BEGIN Stored data

//! Network side of cachestorage.
//!
//! Provides the reqwest-backed [`HttpFetcher`] that `Cache::add` and
//! `Cache::add_all` use to populate buckets.

pub mod fetch;

pub use fetch::{FetchConfig, HttpFetcher, client_builder};
//! SQLite-backed storage for buckets and their entries.
//!
//! This module provides the durable half of the cache using SQLite with
//! async access via tokio-rusqlite. It supports:
//!
//! - A `buckets` table with unique names
//! - An `entries` table with one row per (bucket, normalized URL), cascading on bucket delete
//! - Automatic schema migrations
//! - WAL mode for concurrent access
//! - Transactional batch writes for `addAll`

pub mod buckets;
pub mod connection;
pub mod entries;
pub mod headers;
pub mod migrations;

pub use crate::Error;

pub use buckets::Bucket;
pub use connection::Storage;
pub use entries::{NewEntry, StoredEntry};
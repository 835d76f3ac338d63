//! Registry of named buckets.
//!
//! The registry owns the [`Storage`] handle and the [`Fetcher`] shared by every
//! bucket; it is the only way to obtain a [`Cache`].

use std::sync::Arc;

use crate::Error;
use crate::cache::Cache;
use crate::fetch::Fetcher;
use crate::matcher::{MatchAllQuery, MultiCacheQueryOptions};
use crate::message::{CacheRequest, CacheResponse};
use crate::storage::Storage;

/// Opens, lists and deletes named caches.
#[derive(Clone)]
pub struct CacheStorage {
    db: Storage,
    fetcher: Arc<dyn Fetcher>,
}

impl CacheStorage {
    pub fn new(db: Storage, fetcher: Arc<dyn Fetcher>) -> Self {
        Self { db, fetcher }
    }

    /// Open the bucket called `name`, creating it on first use.
    pub async fn open(&self, name: &str) -> Result<Cache, Error> {
        Ok(self.open_or_create(name).await?.0)
    }

    /// Like [`CacheStorage::open`], also reporting whether this call created
    /// the bucket.
    pub async fn open_or_create(&self, name: &str) -> Result<(Cache, bool), Error> {
        let (id, created) = self.db.ensure_bucket(name).await?;
        tracing::debug!(cache = name, id, created, "opened cache");
        Ok((self.handle(id, name), created))
    }

    /// Handle on an existing bucket; never creates one.
    pub async fn get(&self, name: &str) -> Result<Option<Cache>, Error> {
        Ok(self.db.find_bucket(name).await?.map(|id| self.handle(id, name)))
    }

    pub async fn has(&self, name: &str) -> Result<bool, Error> {
        Ok(self.db.find_bucket(name).await?.is_some())
    }

    /// Delete the bucket and all of its entries.
    ///
    /// Returns whether the bucket existed.
    pub async fn delete(&self, name: &str) -> Result<bool, Error> {
        let deleted = self.db.delete_bucket(name).await?;
        if deleted {
            tracing::info!(cache = name, "deleted cache");
        }
        Ok(deleted)
    }

    /// Bucket names in creation order.
    pub async fn keys(&self) -> Result<Vec<String>, Error> {
        Ok(self.db.list_buckets().await?.into_iter().map(|b| b.name).collect())
    }

    /// First response answering `request`, across one bucket or all of them.
    ///
    /// With `cache_name` set only that bucket is searched (a missing bucket
    /// yields `None`); otherwise buckets are searched in creation order.
    pub async fn match_one(
        &self, request: &CacheRequest, options: &MultiCacheQueryOptions,
    ) -> Result<Option<CacheResponse>, Error> {
        let query = MatchAllQuery::filtered(request.clone(), options.query);

        if let Some(name) = &options.cache_name {
            let Some(cache) = self.get(name).await? else {
                return Ok(None);
            };
            return cache.match_one(&query).await;
        }

        for bucket in self.db.list_buckets().await? {
            if let Some(response) = self.handle(bucket.id, &bucket.name).match_one(&query).await? {
                tracing::debug!(cache = %bucket.name, url = %request.url, "registry match");
                return Ok(Some(response));
            }
        }

        Ok(None)
    }

    fn handle(&self, id: i64, name: &str) -> Cache {
        Cache::new(id, name.to_string(), self.db.clone(), Arc::clone(&self.fetcher))
    }
}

END Stored data

### [Action item]
Send back exactly, with nothing added, the lines from the first line of the material above through the line holding "#[derive(Clone)]"; both ends are included.

### [Output for this task]
//! Network side of cachestorage.
//!
//! Provides the reqwest-backed [`HttpFetcher`] that `Cache::add` and
//! `Cache::add_all` use to populate buckets.

pub mod fetch;

pub use fetch::{FetchConfig, HttpFetcher, client_builder};
//! SQLite-backed storage for buckets and their entries.
//!
//! This module provides the durable half of the cache using SQLite with
//! async access via tokio-rusqlite. It supports:
//!
//! - A `buckets` table with unique names
//! - An `entries` table with one row per (bucket, normalized URL), cascading on bucket delete
//! - Automatic schema migrations
//! - WAL mode for concurrent access
//! - Transactional batch writes for `addAll`

pub mod buckets;
pub mod connection;
pub mod entries;
pub mod headers;
pub mod migrations;

pub use crate::Error;

pub use buckets::Bucket;
pub use connection::Storage;
pub use entries::{NewEntry, StoredEntry};
repository 835d76f3ac338d63
//! Registry of named buckets.
//!
//! The registry owns the [`Storage`] handle and the [`Fetcher`] shared by every
//! bucket; it is the only way to obtain a [`Cache`].

use std::sync::Arc;

use crate::Error;
use crate::cache::Cache;
use crate::fetch::Fetcher;
use crate::matcher::{MatchAllQuery, MultiCacheQueryOptions};
use crate::message::{CacheRequest, CacheResponse};
use crate::storage::Storage;

/// Opens, lists and deletes named caches.
#[derive(Clone)]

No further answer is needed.